Recorded data
______
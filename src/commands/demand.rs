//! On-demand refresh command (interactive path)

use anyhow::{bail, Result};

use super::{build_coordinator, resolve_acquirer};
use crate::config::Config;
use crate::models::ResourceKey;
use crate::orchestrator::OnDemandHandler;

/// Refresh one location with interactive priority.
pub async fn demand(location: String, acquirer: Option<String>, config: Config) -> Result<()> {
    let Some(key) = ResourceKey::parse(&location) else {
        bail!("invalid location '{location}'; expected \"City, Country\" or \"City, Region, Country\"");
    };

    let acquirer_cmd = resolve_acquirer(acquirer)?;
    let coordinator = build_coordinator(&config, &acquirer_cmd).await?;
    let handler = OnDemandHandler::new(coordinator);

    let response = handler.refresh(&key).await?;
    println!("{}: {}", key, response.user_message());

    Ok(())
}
______
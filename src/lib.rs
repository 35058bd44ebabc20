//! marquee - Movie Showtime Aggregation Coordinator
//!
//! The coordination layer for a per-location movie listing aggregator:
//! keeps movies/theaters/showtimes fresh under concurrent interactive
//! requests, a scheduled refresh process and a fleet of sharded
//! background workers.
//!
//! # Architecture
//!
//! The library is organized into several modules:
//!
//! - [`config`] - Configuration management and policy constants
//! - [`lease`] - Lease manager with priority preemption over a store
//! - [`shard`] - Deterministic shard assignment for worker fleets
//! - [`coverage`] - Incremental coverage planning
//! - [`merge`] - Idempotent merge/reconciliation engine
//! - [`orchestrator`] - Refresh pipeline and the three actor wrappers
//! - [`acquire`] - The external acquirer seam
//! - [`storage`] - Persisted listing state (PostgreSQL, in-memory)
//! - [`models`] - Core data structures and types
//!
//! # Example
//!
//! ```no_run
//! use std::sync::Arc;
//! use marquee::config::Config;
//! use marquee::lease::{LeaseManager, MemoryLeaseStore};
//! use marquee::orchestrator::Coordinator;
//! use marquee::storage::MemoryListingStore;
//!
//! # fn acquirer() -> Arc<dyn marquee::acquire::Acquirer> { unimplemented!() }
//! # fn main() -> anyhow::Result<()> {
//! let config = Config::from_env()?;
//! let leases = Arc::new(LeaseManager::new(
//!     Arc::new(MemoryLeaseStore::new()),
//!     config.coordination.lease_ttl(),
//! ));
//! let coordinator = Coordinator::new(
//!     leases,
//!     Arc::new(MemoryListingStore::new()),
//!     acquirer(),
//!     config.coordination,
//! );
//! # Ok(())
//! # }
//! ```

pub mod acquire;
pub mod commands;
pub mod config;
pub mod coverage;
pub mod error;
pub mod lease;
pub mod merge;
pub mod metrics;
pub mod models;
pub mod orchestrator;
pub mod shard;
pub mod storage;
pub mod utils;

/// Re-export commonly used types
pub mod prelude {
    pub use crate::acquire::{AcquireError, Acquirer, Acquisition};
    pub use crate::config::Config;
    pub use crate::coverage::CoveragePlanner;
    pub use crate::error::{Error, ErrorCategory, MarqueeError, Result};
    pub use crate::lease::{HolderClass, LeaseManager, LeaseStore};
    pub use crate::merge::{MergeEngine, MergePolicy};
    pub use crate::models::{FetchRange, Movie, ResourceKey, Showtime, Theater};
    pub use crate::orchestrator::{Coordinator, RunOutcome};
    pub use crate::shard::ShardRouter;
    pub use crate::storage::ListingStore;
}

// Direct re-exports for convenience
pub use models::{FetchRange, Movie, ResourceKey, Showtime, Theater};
______
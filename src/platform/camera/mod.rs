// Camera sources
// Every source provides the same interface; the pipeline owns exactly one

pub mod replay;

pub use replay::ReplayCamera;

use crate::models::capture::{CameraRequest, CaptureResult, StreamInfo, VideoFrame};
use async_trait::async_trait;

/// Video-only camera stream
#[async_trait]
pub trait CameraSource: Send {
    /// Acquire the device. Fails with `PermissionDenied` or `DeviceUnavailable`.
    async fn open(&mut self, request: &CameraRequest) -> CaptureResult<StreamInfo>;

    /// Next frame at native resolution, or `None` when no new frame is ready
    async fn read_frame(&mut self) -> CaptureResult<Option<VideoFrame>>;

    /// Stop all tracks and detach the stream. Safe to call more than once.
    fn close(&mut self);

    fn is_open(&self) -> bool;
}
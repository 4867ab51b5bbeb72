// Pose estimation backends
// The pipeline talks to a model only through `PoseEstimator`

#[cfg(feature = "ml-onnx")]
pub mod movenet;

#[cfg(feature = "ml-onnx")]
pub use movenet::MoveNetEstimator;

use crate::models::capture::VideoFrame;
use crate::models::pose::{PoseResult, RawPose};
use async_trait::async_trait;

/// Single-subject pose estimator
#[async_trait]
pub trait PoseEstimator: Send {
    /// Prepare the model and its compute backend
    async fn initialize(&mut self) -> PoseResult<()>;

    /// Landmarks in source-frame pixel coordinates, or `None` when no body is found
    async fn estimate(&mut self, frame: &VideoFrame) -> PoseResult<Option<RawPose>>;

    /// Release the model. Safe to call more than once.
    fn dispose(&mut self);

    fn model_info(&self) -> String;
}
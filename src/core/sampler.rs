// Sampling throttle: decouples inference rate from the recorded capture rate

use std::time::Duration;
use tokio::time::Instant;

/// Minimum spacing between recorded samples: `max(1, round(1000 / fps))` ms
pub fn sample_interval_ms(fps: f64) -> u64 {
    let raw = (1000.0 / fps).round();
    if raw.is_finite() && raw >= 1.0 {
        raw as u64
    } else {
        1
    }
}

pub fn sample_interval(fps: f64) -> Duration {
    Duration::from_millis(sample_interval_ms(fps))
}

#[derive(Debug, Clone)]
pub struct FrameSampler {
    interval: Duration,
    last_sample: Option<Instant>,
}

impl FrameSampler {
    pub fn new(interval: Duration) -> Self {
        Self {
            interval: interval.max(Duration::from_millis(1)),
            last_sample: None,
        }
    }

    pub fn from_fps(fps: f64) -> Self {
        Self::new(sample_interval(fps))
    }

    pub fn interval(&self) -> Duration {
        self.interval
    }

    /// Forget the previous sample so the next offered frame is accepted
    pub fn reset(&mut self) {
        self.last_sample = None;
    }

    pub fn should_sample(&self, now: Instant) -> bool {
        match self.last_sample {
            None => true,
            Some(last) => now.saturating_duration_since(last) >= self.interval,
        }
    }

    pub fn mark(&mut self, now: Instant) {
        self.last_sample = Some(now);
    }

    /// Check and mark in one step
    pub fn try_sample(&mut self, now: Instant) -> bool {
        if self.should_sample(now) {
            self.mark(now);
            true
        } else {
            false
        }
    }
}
______
--- TASK DETAILS ---
Copy every line in the records above that contains the word "anyhow".

--- SOLUTION ---
use anyhow::{bail, Result};
//! # fn main() -> anyhow::Result<()> {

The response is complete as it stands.